Documenting a personal quest for non-toxic housing.
Thursday, April 3, 2003
Ideas - Shelter in Space
I was discussing the pros and cons of the use of space frame systems with a colleague recently who suggested a rather interesting idea for fulfilling both my need for housing and home-based employment with the same technology. He discovered that there was a fairly sizeable and growing market for space themed mock-ups and simulators for entertainment and education purposes. One firm developing particularly sophisticated simulators is Unistellar Industries which builds whole ship mock-ups as the basis of simulations that can be run for periods of many days, creating the possibility of virtual space vacations. My friend suggested that since the construction of these mock-ups can be based on metal building systems consistent with what could be used for non-toxic housing, this line of work had the potential of killing two birds with one stone, providing a means to both housing and earning a living.

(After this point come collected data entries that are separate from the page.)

use std::{convert::TryFrom, fmt};

use serde::Serialize;

use crate::FetchError;

/// Text shown by the selector before the user picks anything.
pub const SENTINEL: &str = "Select a City";

/// Cities offered by the selector, in display order.
#[derive(Debug, Clone, Copy, PartialEq, Eq, Hash, Serialize)]
pub enum City {
    Mumbai,
    Delhi,
    Bangalore,
    Kolkata,
    Chennai,
    Hyderabad,
    Ahmedabad,
    Pune,
    Jaipur,
    Surat,
    Varanasi,
    Lucknow,
    Nagpur,
}

impl City {
    /// Name as sent to the provider in the `q` parameter.
    pub fn as_str(&self) -> &'static str {
        match self {
            City::Mumbai => "Mumbai",
            City::Delhi => "Delhi",
            City::Bangalore => "Bangalore",
            City::Kolkata => "Kolkata",
            City::Chennai => "Chennai",
            City::Hyderabad => "Hyderabad",
            City::Ahmedabad => "Ahmedabad",
            City::Pune => "Pune",
            City::Jaipur => "Jaipur",
            City::Surat => "Surat",
            City::Varanasi => "Varanasi",
            City::Lucknow => "Lucknow",
            City::Nagpur => "Nagpur",
        }
    }

    pub const fn all() -> &'static [City] {
        &[
            City::Mumbai,
            City::Delhi,
            City::Bangalore,
            City::Kolkata,
            City::Chennai,
            City::Hyderabad,
            City::Ahmedabad,
            City::Pune,
            City::Jaipur,
            City::Surat,
            City::Varanasi,
            City::Lucknow,
            City::Nagpur,
        ]
    }

    pub fn names() -> Vec<&'static str> {
        Self::all().iter().map(City::as_str).collect()
    }
}

impl fmt::Display for City {
    fn fmt(&self, f: &mut fmt::Formatter<'_>) -> fmt::Result {
        f.write_str(self.as_str())
    }
}

impl TryFrom<&str> for City {
    type Error = FetchError;

    fn try_from(value: &str) -> Result<Self, Self::Error> {
        let wanted = value.trim();

        City::all()
            .iter()
            .copied()
            .find(|city| city.as_str().eq_ignore_ascii_case(wanted))
            .ok_or_else(|| FetchError::UnknownCity(value.to_string()))
    }
}

/// Current state of the city selector.
#[derive(Debug, Clone, Copy, PartialEq, Eq)]
pub enum Selection {
    Placeholder,
    City(City),
}

impl Selection {
    /// Entries in the order the selector lists them: placeholder first.
    pub fn options() -> Vec<Selection> {
        std::iter::once(Selection::Placeholder)
            .chain(City::all().iter().copied().map(Selection::City))
            .collect()
    }

    pub fn as_str(&self) -> &'static str {
        match self {
            Selection::Placeholder => SENTINEL,
            Selection::City(city) => city.as_str(),
        }
    }
}

impl fmt::Display for Selection {
    fn fmt(&self, f: &mut fmt::Formatter<'_>) -> fmt::Result {
        f.write_str(self.as_str())
    }
}

impl From<City> for Selection {
    fn from(city: City) -> Self {
        Selection::City(city)
    }
}

impl TryFrom<&str> for Selection {
    type Error = FetchError;

    fn try_from(value: &str) -> Result<Self, Self::Error> {
        if value.trim() == SENTINEL {
            return Ok(Selection::Placeholder);
        }

        City::try_from(value).map(Selection::City)
    }
}
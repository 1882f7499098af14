use async_trait::async_trait;
use reqwest::{Client, Request};
use serde::Deserialize;

use crate::{City, FetchError};

use super::WeatherProvider;

pub const DEFAULT_ENDPOINT: &str = "https://api.openweathermap.org/data/2.5/weather";

/// OpenWeather "current weather" endpoint, default (Kelvin) units.
#[derive(Debug, Clone)]
pub struct OpenWeatherProvider {
    api_key: String,
    endpoint: String,
    http: Client,
}

impl OpenWeatherProvider {
    pub fn new(api_key: String) -> Self {
        Self::with_endpoint(api_key, DEFAULT_ENDPOINT.to_string())
    }

    pub fn with_endpoint(api_key: String, endpoint: String) -> Self {
        Self {
            api_key,
            endpoint,
            http: Client::new(),
        }
    }

    pub fn endpoint(&self) -> &str {
        &self.endpoint
    }

    fn request(&self, city: City) -> Result<Request, FetchError> {
        let request = self
            .http
            .get(&self.endpoint)
            .query(&[("q", city.as_str()), ("appid", self.api_key.as_str())])
            .build()?;

        Ok(request)
    }
}

#[async_trait]
impl WeatherProvider for OpenWeatherProvider {
    async fn current_conditions(&self, city: City) -> Result<String, FetchError> {
        let request = self.request(city)?;
        tracing::debug!(%city, endpoint = %self.endpoint, "requesting current conditions");

        let res = self.http.execute(request).await.map_err(|err| {
            tracing::warn!(%city, error = %err, "OpenWeather request failed");
            FetchError::from(err)
        })?;

        // Error bodies carry `cod` and `message`, so the body is returned
        // whatever the HTTP status.
        let status = res.status();
        let body = res.text().await?;
        tracing::debug!(%city, %status, body = %truncate_body(&body), "OpenWeather responded");

        Ok(body)
    }
}

/// Status code embedded in every OpenWeather body. Success bodies use a
/// number, error bodies usually a string.
#[derive(Debug, Clone, PartialEq, Eq, Deserialize)]
#[serde(untagged)]
pub(crate) enum OwCode {
    Number(i64),
    Text(String),
}

impl OwCode {
    pub(crate) fn is_ok(&self) -> bool {
        match self {
            OwCode::Number(code) => *code == 200,
            OwCode::Text(code) => code.trim() == "200",
        }
    }
}

impl std::fmt::Display for OwCode {
    fn fmt(&self, f: &mut std::fmt::Formatter<'_>) -> std::fmt::Result {
        match self {
            OwCode::Number(code) => write!(f, "{code}"),
            OwCode::Text(code) => f.write_str(code),
        }
    }
}

#[derive(Debug, Deserialize)]
pub(crate) struct OwEnvelope {
    pub(crate) cod: OwCode,
    pub(crate) message: Option<String>,
}

#[derive(Debug, Deserialize)]
pub(crate) struct OwCoord {
    pub(crate) lat: f64,
    pub(crate) lon: f64,
}

#[derive(Debug, Deserialize)]
pub(crate) struct OwWeather {
    pub(crate) main: String,
    pub(crate) description: String,
}

#[derive(Debug, Deserialize)]
pub(crate) struct OwMain {
    pub(crate) temp: f64,
    pub(crate) pressure: f64,
    pub(crate) humidity: f64,
}

#[derive(Debug, Deserialize)]
pub(crate) struct OwSys {
    pub(crate) sunrise: i64,
    pub(crate) sunset: i64,
}

#[derive(Debug, Deserialize)]
pub(crate) struct OwCurrentResponse {
    pub(crate) coord: OwCoord,
    pub(crate) weather: Vec<OwWeather>,
    pub(crate) main: OwMain,
    pub(crate) sys: OwSys,
}

fn truncate_body(body: &str) -> &str {
    const MAX: usize = 200;
    if body.len() <= MAX {
        return body;
    }

    let mut end = MAX;
    while !body.is_char_boundary(end) {
        end -= 1;
    }
    &body[..end]
}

This seems plausible to me. Thinking about the current trends in space systems design, realistic mock-ups of near-future spacecraft, space stations, and Lunar/Martian settlements are actually becoming easier to design because the manner of construction for mock-ups would be pretty much the same as the construction of the real thing -though obviously not with the same structural performance. Even before the recent Columbia tragedy, it was becoming apparent that the two largest space programs in the world are both on the rocks and their only chance to survive is to seriously embrace a new design paradigm based on simpler lighter systems in smaller payload packages. After Columbia, we face a near future where the largest operational spacecraft available to the US may be the Delta IV -now currently being developed as the basis of a new much smaller and variously named and configured shuttle vehicle derived from the Soviet BOR-4. As a result the future of space systems is likely to see an increasing reliance on systems akin to the Transhab technology; an inflatable space station module that was planned for demonstration on the ISS before being killed by budget cuts. The bottom line here is that we may no longer have the payload capacity needed to support the old pre-fab 'tin can' space structure paradigm and instead must adopt the use of deployable structures assembled on orbit from light compact components.
Consequently, the likely architecture of tomorrow's space systems may be based on space frames, modular trusses, and pneumatic enclosures assembled on orbit. The second generation space stations will consist of Transhab-like modules with functional systems retrofit to core trusses attached to a supporting space frame and shielded by modular panels clamped to light enclosure frames independent of the pressure vessel itself. Larger spacecraft, as would be used in expeditions to Mars, would be similarly structured and built on orbit using core trusses to which both habitat and propultion systems are retrofit. Lunar and planetary habitats would likewise rely on similar pneumatic habitat modules deployed within shells of gathered/processed regolith using techniques like the Khalili SuperAdobe method or placed inside excavated rock chambers. New expedition concepts would need to be developed where these kinds of deployable habitat structures are deployed in advance of human explorers who now must rely on much smaller 'hard shell' vehicles to transfer them between space and the surface.
Mock-ups of such systems should be relatively easy to create with conventional steel and aluminum space frame and theatrical truss systems, since they would be largely indistinguishable from the 'real thing' and represent the primary hard structure components. Conventional architectural and other fabrics, membrane materials, as well as simple craft foam products would easily match the look and feel of the more sophisticated composite fabrics used in a real pneumatic hull system. SuperAdobe structures would be largely identical to their Lunar and Martian equivalents. Such structures would also be easy to disassemble and transport, making for a good traveling platform for exhibitions.
Since much of this hardware would also be readily suitable to low and non-toxic housing -especially when using the Urban Nomad inspired aproaches I described in the newly added Gallery article- the simultaneous use of such hardware for my own housing would be a logical extension of such work. The simulated soft hull systems certainly aren't going to be sufficiently low toxic and would probably not be durable enough for permanent housing. But the use of the space frame and truss components in simple pavilion and/or box frame structures is feasible. However, a lot of this simulator/mock-up construction work would be beyond me because of the materials involved. Design, software, and working with the primary structural hardware is fine but little involving plastics and nothing involving paint, adhesives, welding and soldering, and the like would be. And as simple as these mock-ups might be in design, they certainly would not be cheap. So such a venture would definitely be beyond my solitary ability. Still, this is a compelling idea. If there were people with the necessary talents I could work with to create such a venture, it could be feasible. Other people are making a living in this field so it's viable.